The latest IJGO supplement asks for honest answers to a complex question: just how far have we come in the prevention and treatment of obstetric fistula?

Dr Rachel Pope explains research into ending fistula

Back in 2007, FIGO’s academic journal led an inquiry to identify research needs and priorities for tackling prevention and treatment of this neglected public health and human rights issue.

Since then, the global community has taken many positive steps - from the UN General Assembly’s call to end obstetric fistula by 2030, to the FIGO Fistula Surgery Training Initiative’s own series of education and treatment milestones.

Now the Special Issue: Obstetric Fistula: Where we currently stand, jointly written by FIGO’s Fistula Surgery Training Initiative and the International Society of Obstetric Fistula Surgeons (ISOFS), draws on decades of clinical and programmatic expertise to put these milestones in context.

As part of our expert series on the new supplement, FIGO spoke to Dr Rachel Pope, Guest Editor, author and co-author about the critical role of research and collaboration to close the treatment gap.

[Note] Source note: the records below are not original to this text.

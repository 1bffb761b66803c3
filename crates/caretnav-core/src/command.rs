//! Textual navigation commands and their dispatch.
//!
//! Commands are written as `[shift+]name[:count]`, e.g. `right`, `down:3`,
//! `shift+end`. The `shift+` prefix extends the selection instead of
//! collapsing it.

use std::fmt;
use std::str::FromStr;

use anyhow::{Context, Result};
use tracing::trace;

use crate::buffer::BufferView;
use crate::cursor::CursorState;
use crate::movement::Navigator;

/// A navigation command without its selection mode.
#[derive(Debug, Clone, Copy, PartialEq, Eq)]
pub enum CursorCommand {
    Left(usize),
    Right(usize),
    Up(usize),
    Down(usize),
    PageUp,
    PageDown,
    TranslateUp,
    TranslateDown,
    LineStart,
    LineEnd,
    BufferStart,
    BufferEnd,
    SelectAll,
}

impl CursorCommand {
    /// Returns the canonical command name.
    pub fn name(&self) -> &'static str {
        match self {
            Self::Left(_) => "left",
            Self::Right(_) => "right",
            Self::Up(_) => "up",
            Self::Down(_) => "down",
            Self::PageUp => "page-up",
            Self::PageDown => "page-down",
            Self::TranslateUp => "translate-up",
            Self::TranslateDown => "translate-down",
            Self::LineStart => "home",
            Self::LineEnd => "end",
            Self::BufferStart => "top",
            Self::BufferEnd => "bottom",
            Self::SelectAll => "select-all",
        }
    }

    /// Returns true if the command honors a selection-mode flag.
    pub fn supports_selection_mode(&self) -> bool {
        !matches!(
            self,
            Self::TranslateUp | Self::TranslateDown | Self::SelectAll
        )
    }

    fn count(&self) -> Option<usize> {
        match *self {
            Self::Left(n) | Self::Right(n) | Self::Up(n) | Self::Down(n) => Some(n),
            _ => None,
        }
    }
}

/// A command together with its selection mode.
#[derive(Debug, Clone, Copy, PartialEq, Eq)]
pub struct Invocation {
    pub command: CursorCommand,
    /// Extend the selection instead of collapsing it.
    pub select: bool,
}

impl Invocation {
    pub fn new(command: CursorCommand, select: bool) -> Self {
        Self { command, select }
    }
}

impl fmt::Display for Invocation {
    fn fmt(&self, f: &mut fmt::Formatter<'_>) -> fmt::Result {
        if self.select {
            write!(f, "shift+")?;
        }
        write!(f, "{}", self.command.name())?;
        match self.command.count() {
            Some(n) if n != 1 => write!(f, ":{n}"),
            _ => Ok(()),
        }
    }
}

impl FromStr for Invocation {
    type Err = anyhow::Error;

    fn from_str(s: &str) -> Result<Self> {
        let spec = s.trim();
        let (select, rest) = match spec.strip_prefix("shift+") {
            Some(rest) => (true, rest),
            None => (false, spec),
        };
        let (name, count) = match rest.split_once(':') {
            Some((name, count)) => {
                let count = count
                    .parse::<usize>()
                    .with_context(|| format!("invalid count in command `{spec}`"))?;
                (name, Some(count))
            }
            None => (rest, None),
        };
        let n = count.unwrap_or(1);

        let command = match name {
            "left" => CursorCommand::Left(n),
            "right" => CursorCommand::Right(n),
            "up" => CursorCommand::Up(n),
            "down" => CursorCommand::Down(n),
            _ if count.is_some() => anyhow::bail!("command `{name}` does not take a count"),
            "page-up" => CursorCommand::PageUp,
            "page-down" => CursorCommand::PageDown,
            "translate-up" => CursorCommand::TranslateUp,
            "translate-down" => CursorCommand::TranslateDown,
            "home" | "line-start" => CursorCommand::LineStart,
            "end" | "line-end" => CursorCommand::LineEnd,
            "top" | "buffer-start" => CursorCommand::BufferStart,
            "bottom" | "buffer-end" => CursorCommand::BufferEnd,
            "select-all" => CursorCommand::SelectAll,
            _ => anyhow::bail!("unknown command `{name}`"),
        };

        if select && !command.supports_selection_mode() {
            anyhow::bail!("command `{name}` cannot extend a selection");
        }
        Ok(Self { command, select })
    }
}

impl<B: BufferView + ?Sized> Navigator<'_, B> {
    /// Runs one command against `state`.
    pub fn apply(&self, state: &CursorState, invocation: Invocation) -> CursorState {
        let select = invocation.select;
        let next = match invocation.command {
            CursorCommand::Left(n) => self.move_left(state, select, n),
            CursorCommand::Right(n) => self.move_right(state, select, n),
            CursorCommand::Up(n) => self.move_up(state, select, n),
            CursorCommand::Down(n) => self.move_down(state, select, n),
            CursorCommand::PageUp => self.move_page_up(state, select),
            CursorCommand::PageDown => self.move_page_down(state, select),
            CursorCommand::TranslateUp => self.translate_up(state),
            CursorCommand::TranslateDown => self.translate_down(state),
            CursorCommand::LineStart => self.move_to_line_start(state, select),
            CursorCommand::LineEnd => self.move_to_line_end(state, select),
            CursorCommand::BufferStart => self.move_to_buffer_start(state, select),
            CursorCommand::BufferEnd => self.move_to_buffer_end(state, select),
            CursorCommand::SelectAll => self.select_all(state),
        };
        trace!(
            command = %invocation,
            head = %next.position(self.buffer()),
            leftover = next.leftover(),
            sticky = next.is_end_sticky(),
            "applied cursor command"
        );
        next
    }

    /// Runs `invocations` in order, starting from `state`.
    pub fn apply_all<'i>(
        &self,
        state: &CursorState,
        invocations: impl IntoIterator<Item = &'i Invocation>,
    ) -> CursorState {
        invocations
            .into_iter()
            .fold(*state, |state, invocation| self.apply(&state, *invocation))
    }
}
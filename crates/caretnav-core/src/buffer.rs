/// Read-only buffer access for navigation, plus a `ropey::Rope` backed implementation.
use std::borrow::Cow;

use anyhow::Result;
use ropey::Rope;

/// The narrow, read-only view of a text buffer that cursor navigation needs.
///
/// Line numbers and columns are 1-based. Line content never includes the
/// trailing line ending. Callers must pass line numbers in `1..=line_count()`.
pub trait BufferView {
    /// Returns the number of lines. Always at least 1.
    fn line_count(&self) -> usize;

    /// Returns the text of a line, excluding its line ending.
    fn line_content(&self, line_number: usize) -> Cow<'_, str>;

    /// Returns the smallest valid column of a line.
    fn line_min_column(&self, _line_number: usize) -> usize {
        1
    }

    /// Returns one past the last character column of a line.
    fn line_max_column(&self, line_number: usize) -> usize {
        self.line_content(line_number).chars().count() + 1
    }

    /// Returns the column of the first character that is neither a space nor
    /// a tab, or `None` if the line is blank.
    fn line_first_non_whitespace_column(&self, line_number: usize) -> Option<usize> {
        first_non_whitespace_column(&self.line_content(line_number))
    }
}

/// Finds the 1-based column of the first non-indent character in `line`.
pub fn first_non_whitespace_column(line: &str) -> Option<usize> {
    line.chars()
        .position(|ch| ch != ' ' && ch != '\t')
        .map(|idx| idx + 1)
}

/// Returns true for the chars ropey treats as line breaks.
fn is_line_break(ch: char) -> bool {
    matches!(
        ch,
        '\n' | '\r' | '\u{0B}' | '\u{0C}' | '\u{85}' | '\u{2028}' | '\u{2029}'
    )
}

/// A text buffer backed by a rope data structure.
#[derive(Debug, Clone)]
pub struct TextBuffer {
    rope: Rope,
}

impl From<&str> for TextBuffer {
    fn from(text: &str) -> Self {
        Self {
            rope: Rope::from_str(text),
        }
    }
}

impl TextBuffer {
    /// Returns the number of lines in the buffer.
    pub fn len_lines(&self) -> usize {
        self.rope.len_lines()
    }

    /// Returns the text of a specific line (0-indexed), including any trailing newline.
    ///
    /// # Errors
    ///
    /// Returns an error if the line index is out of bounds.
    pub fn line(&self, line_idx: usize) -> Result<ropey::RopeSlice<'_>> {
        if line_idx >= self.rope.len_lines() {
            anyhow::bail!(
                "line index {} out of bounds (buffer has {} lines)",
                line_idx,
                self.rope.len_lines()
            );
        }
        Ok(self.rope.line(line_idx))
    }

    /// Returns the length of a line in characters, excluding its line break.
    ///
    /// Every break ropey splits lines on is stripped: `\r\n`, `\n`, `\r`,
    /// VT, FF, NEL and the Unicode line and paragraph separators.
    ///
    /// # Errors
    ///
    /// Returns an error if the line index is out of bounds.
    pub fn line_len_chars(&self, line_idx: usize) -> Result<usize> {
        let line = self.line(line_idx)?;
        let len = line.len_chars();
        if len == 0 {
            return Ok(0);
        }
        match line.char(len - 1) {
            '\n' if len > 1 && line.char(len - 2) == '\r' => Ok(len - 2),
            ch if is_line_break(ch) => Ok(len - 1),
            _ => Ok(len),
        }
    }

    /// Converts a 1-based line number into a checked 0-based index.
    fn line_index(&self, line_number: usize) -> usize {
        assert!(
            line_number >= 1 && line_number <= self.rope.len_lines(),
            "line number {} out of bounds (buffer has {} lines)",
            line_number,
            self.rope.len_lines()
        );
        line_number - 1
    }

    fn content_len(&self, line_number: usize) -> usize {
        let idx = self.line_index(line_number);
        self.line_len_chars(idx).unwrap_or(0)
    }
}

impl BufferView for TextBuffer {
    fn line_count(&self) -> usize {
        self.rope.len_lines()
    }

    fn line_content(&self, line_number: usize) -> Cow<'_, str> {
        let idx = self.line_index(line_number);
        let len = self.content_len(line_number);
        self.rope.line(idx).slice(..len).into()
    }

    fn line_max_column(&self, line_number: usize) -> usize {
        self.content_len(line_number) + 1
    }
}
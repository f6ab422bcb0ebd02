use std::collections::BTreeMap;

use chrono::{DateTime, Utc};
use serde::Serialize;
use uuid::Uuid;

use crate::orchestrator::types::VendorOutcome;

pub const SCHEMA_VERSION: &str = "fwscrape.v1";

#[derive(Debug, Clone, Copy, PartialEq, Eq, Serialize)]
#[serde(rename_all = "snake_case")]
pub enum Stage {
    Plan,
    Result,
}

/// Facts about a finished run, attached to result envelopes.
#[derive(Debug, Clone, Serialize)]
pub struct RunMeta {
    pub duration_ms: u64,
    #[serde(skip_serializing_if = "BTreeMap::is_empty")]
    pub outcomes: BTreeMap<&'static str, VendorOutcome>,
}

/// One document on stdout per command. `run_id` matches the id on the
/// command's log lines.
#[derive(Debug, Serialize)]
pub struct Envelope<'a, T> {
    pub schema_version: &'static str,
    pub time: DateTime<Utc>,
    pub run_id: Uuid,
    pub op: &'static str,
    pub stage: Stage,
    pub body: &'a T,
    #[serde(skip_serializing_if = "Option::is_none")]
    pub meta: Option<RunMeta>,
}

impl<'a, T: Serialize> Envelope<'a, T> {
    pub fn plan(op: &'static str, run_id: Uuid, body: &'a T) -> Self {
        Self { schema_version: SCHEMA_VERSION, time: Utc::now(), run_id, op, stage: Stage::Plan, body, meta: None }
    }

    pub fn result(op: &'static str, run_id: Uuid, body: &'a T, meta: Option<RunMeta>) -> Self {
        Self { schema_version: SCHEMA_VERSION, time: Utc::now(), run_id, op, stage: Stage::Result, body, meta }
    }
}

“Our review article aims to assess the most relevant advances in surgical care of women with obstetric fistulas. It looks back at some of the history of developing the current surgical techniques, but most importantly, it includes some of the new techniques being developed to improve surgical outcomes.

Two of those techniques have been developed to repair particularly complex obstetric fistula injuries -  the gracilis and Singapore flaps – and we discuss these in the supplement.

I hope this supplement will inspire innovation and new thinking in approaching obstetric fistula repair. While we have high success rates for simple cases, many women still struggle with urethral incontinence due to small bladder capacity, intrinsic sphincter deficiency and other causes.

For these post-surgical patients living with incontinence, life is much the same as still having a fistula. We have got to do better for these women who have already endured so much.

One of the greatest strengths of the FIGO Fistula Surgery Training Initiative is that it protects women seeking treatment for obstetric fistula by introducing standards. Through training and certifying surgeons, as well as supporting holistic care teams, many more women will receive surgery by a high-quality surgeon.

This should lead to more women being healed the first time around.

However, given the size of the treatment gap, I would really like to see a coordination of efforts between those invested in ending obstetric fistula. We need a classification system so that we can communicate our research better with one another, and we need more robust research to propel our field forward.

If we can train more high-quality surgeons, more women will receive effective care on the first attempt at repair. Simultaneously, obstetric care needs to improve, to prevent new cases developing.

It will only be through prevention and repair that this enormous gap in health equity will be closed.”